Citing cumbia as one of his many indirect influences (“I listen a lot to it and have a huge collection, especially of the original, Colombian Cumbia...I don't try to do cumbia...but obviously if you listen to something so much it will obviously be somehow reflected in your music,”) Aguayo’s sound nowadays is heavily informed by fragments of South American subgenres, layered with playful and often sensual sing-along hooks and stripped down beatboxing riffs, a combination that he doesn’t always find easy to bring to fruition when DJing, as he explains when asked about the full band setup he is introducing into his live shows.
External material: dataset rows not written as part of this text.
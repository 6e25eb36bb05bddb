//! Pipeline spec wire types
//!
//! The structured request body a caller submits alongside the audio payload:
//! an ordered list of stage invocations plus the outputs to render from the
//! final buffer.

use crate::stage::ParamValue;
use serde::{Deserialize, Serialize};
use std::collections::BTreeMap;

/// One stage call in a pipeline: the stage name plus its parameter mapping
#[derive(Debug, Clone, Serialize, Deserialize)]
pub struct StageInvocation {
    pub stage: String,

    #[serde(default)]
    pub params: BTreeMap<String, ParamValue>,
}

impl StageInvocation {
    /// Invocation with no parameters (defaults apply)
    pub fn new(stage: impl Into<String>) -> Self {
        Self {
            stage: stage.into(),
            params: BTreeMap::new(),
        }
    }

    /// Add one parameter
    pub fn with_param(mut self, name: impl Into<String>, value: ParamValue) -> Self {
        self.params.insert(name.into(), value);
        self
    }
}

/// Ordered sequence of stage invocations, validated against the registry
/// before any execution starts
#[derive(Debug, Clone, Default, Serialize, Deserialize)]
#[serde(transparent)]
pub struct PipelineSpec {
    pub stages: Vec<StageInvocation>,
}

impl PipelineSpec {
    pub fn stage_names(&self) -> Vec<String> {
        self.stages.iter().map(|s| s.stage.clone()).collect()
    }
}

/// One requested output artifact: a caller-chosen name plus a target format
#[derive(Debug, Clone, Serialize, Deserialize, PartialEq, Eq)]
pub struct OutputRequest {
    pub name: String,
    pub format: String,
}

impl OutputRequest {
    pub fn new(name: impl Into<String>, format: impl Into<String>) -> Self {
        Self {
            name: name.into(),
            format: format.into(),
        }
    }
}
//! Sample rate conversion using rubato
//!
//! Whole-buffer conversion shared by the decode normalization path and the
//! resample stage. Pure function of its inputs, so pipeline runs stay
//! deterministic.

use crate::error::{Error, Result};
use rubato::{FastFixedIn, PolynomialDegree, Resampler as RubatoResampler};
use tracing::debug;

/// Resample interleaved audio to a new rate.
///
/// # Arguments
/// - `input`: Interleaved audio samples
/// - `input_rate`: Input sample rate in Hz
/// - `output_rate`: Target sample rate in Hz
/// - `channels`: Number of channels
///
/// # Notes
/// Returns a copy when input already matches the target rate.
pub fn resample(input: &[f32], input_rate: u32, output_rate: u32, channels: u16) -> Result<Vec<f32>> {
    if input_rate == output_rate {
        debug!("Sample rate already at {}Hz, skipping resample", output_rate);
        return Ok(input.to_vec());
    }

    if input.is_empty() {
        return Ok(Vec::new());
    }

    debug!(
        "Resampling from {}Hz to {}Hz ({} channels)",
        input_rate, output_rate, channels
    );

    // rubato expects planar input, one Vec per channel
    let planar_input = deinterleave(input, channels);
    let input_frames = planar_input[0].len();

    let mut resampler = FastFixedIn::<f32>::new(
        output_rate as f64 / input_rate as f64,
        1.0, // no runtime ratio changes
        PolynomialDegree::Septic,
        input_frames,
        channels as usize,
    )
    .map_err(|e| Error::Internal(format!("Failed to create resampler: {}", e)))?;

    let planar_output = resampler
        .process(&planar_input, None)
        .map_err(|e| Error::Internal(format!("Resampling failed: {}", e)))?;

    let interleaved = interleave(planar_output);

    debug!(
        "Resampled {} input frames to {} output frames",
        input_frames,
        interleaved.len() / channels as usize
    );

    Ok(interleaved)
}

/// Convert interleaved samples to planar format.
///
/// Input:  [L, R, L, R, ...]
/// Output: [[L, L, ...], [R, R, ...]]
fn deinterleave(samples: &[f32], channels: u16) -> Vec<Vec<f32>> {
    let num_channels = channels as usize;
    let num_frames = samples.len() / num_channels;
    let mut planar = vec![Vec::with_capacity(num_frames); num_channels];

    for frame in samples.chunks_exact(num_channels) {
        for (ch_idx, sample) in frame.iter().enumerate() {
            planar[ch_idx].push(*sample);
        }
    }

    planar
}

/// Convert planar samples back to interleaved format
fn interleave(planar: Vec<Vec<f32>>) -> Vec<f32> {
    if planar.is_empty() {
        return Vec::new();
    }

    let num_channels = planar.len();
    let num_frames = planar[0].len();
    let mut interleaved = Vec::with_capacity(num_frames * num_channels);

    for frame_idx in 0..num_frames {
        for channel in &planar {
            interleaved.push(channel[frame_idx]);
        }
    }

    interleaved
}

#[cfg(test)]
mod tests {
    use super::*;

    #[test]
    fn test_deinterleave() {
        let interleaved = vec![1.0, 2.0, 3.0, 4.0, 5.0, 6.0];
        let planar = deinterleave(&interleaved, 2);

        assert_eq!(planar.len(), 2);
        assert_eq!(planar[0], vec![1.0, 3.0, 5.0]);
        assert_eq!(planar[1], vec![2.0, 4.0, 6.0]);
    }

    #[test]
    fn test_interleave() {
        let planar = vec![vec![1.0, 3.0, 5.0], vec![2.0, 4.0, 6.0]];
        assert_eq!(interleave(planar), vec![1.0, 2.0, 3.0, 4.0, 5.0, 6.0]);
    }

    #[test]
    fn test_same_rate_copies() {
        let input = vec![0.1, 0.2, 0.3, 0.4];
        let output = resample(&input, 44100, 44100, 2).unwrap();
        assert_eq!(output, input);
    }

    #[test]
    fn test_downsample_length() {
        let input_rate = 44100;
        let output_rate = 16000;
        let frames = 4410;

        let mut input = Vec::with_capacity(frames * 2);
        for i in 0..frames {
            let t = i as f32 / input_rate as f32;
            let s = (2.0 * std::f32::consts::PI * 440.0 * t).sin() * 0.5;
            input.push(s);
            input.push(s);
        }

        let output = resample(&input, input_rate, output_rate, 2).unwrap();
        let output_frames = output.len() / 2;
        let expected = (frames as f64 * output_rate as f64 / input_rate as f64) as usize;

        assert!(
            output_frames.abs_diff(expected) <= 10,
            "Expected ~{} frames, got {}",
            expected,
            output_frames
        );
    }

    #[test]
    fn test_deterministic() {
        let input: Vec<f32> = (0..2000)
            .map(|i| ((i as f32) * 0.01).sin() * 0.4)
            .collect();

        let a = resample(&input, 48000, 44100, 1).unwrap();
        let b = resample(&input, 48000, 44100, 1).unwrap();
        assert_eq!(a, b);
    }
}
“Doing the band is really something that starts from my DJ sets...it’s really an extension to my DJ sets, or something like a next step for me. I sing and play a couple of instruments, and sometimes it is too much for just two hands to hold a mic, mix the CDs and play some percussion, so I invited my fellow musicians Diego Morales aka Diegors and Vicente Sanfuentes to participate and develop this idea further, to play the rhythms with me and sing along."

Given that Aguayo’s focus is now firmly on Cómeme – a new label co-founded with Gary Pimiento – it seems that his relationship with Kompakt, while not exactly over, seems on an indefinite hiatus. “I don’t really feel like belonging to an aesthetic there, and if there is something like that I obviously see it more reflected in my [current] label.” It seems, sadly, that the end of the affair is imminent.

Matias Aguayo appears at Stop Making Sense Festival on 4 Sept and at The Wee Chill on 25 Sept.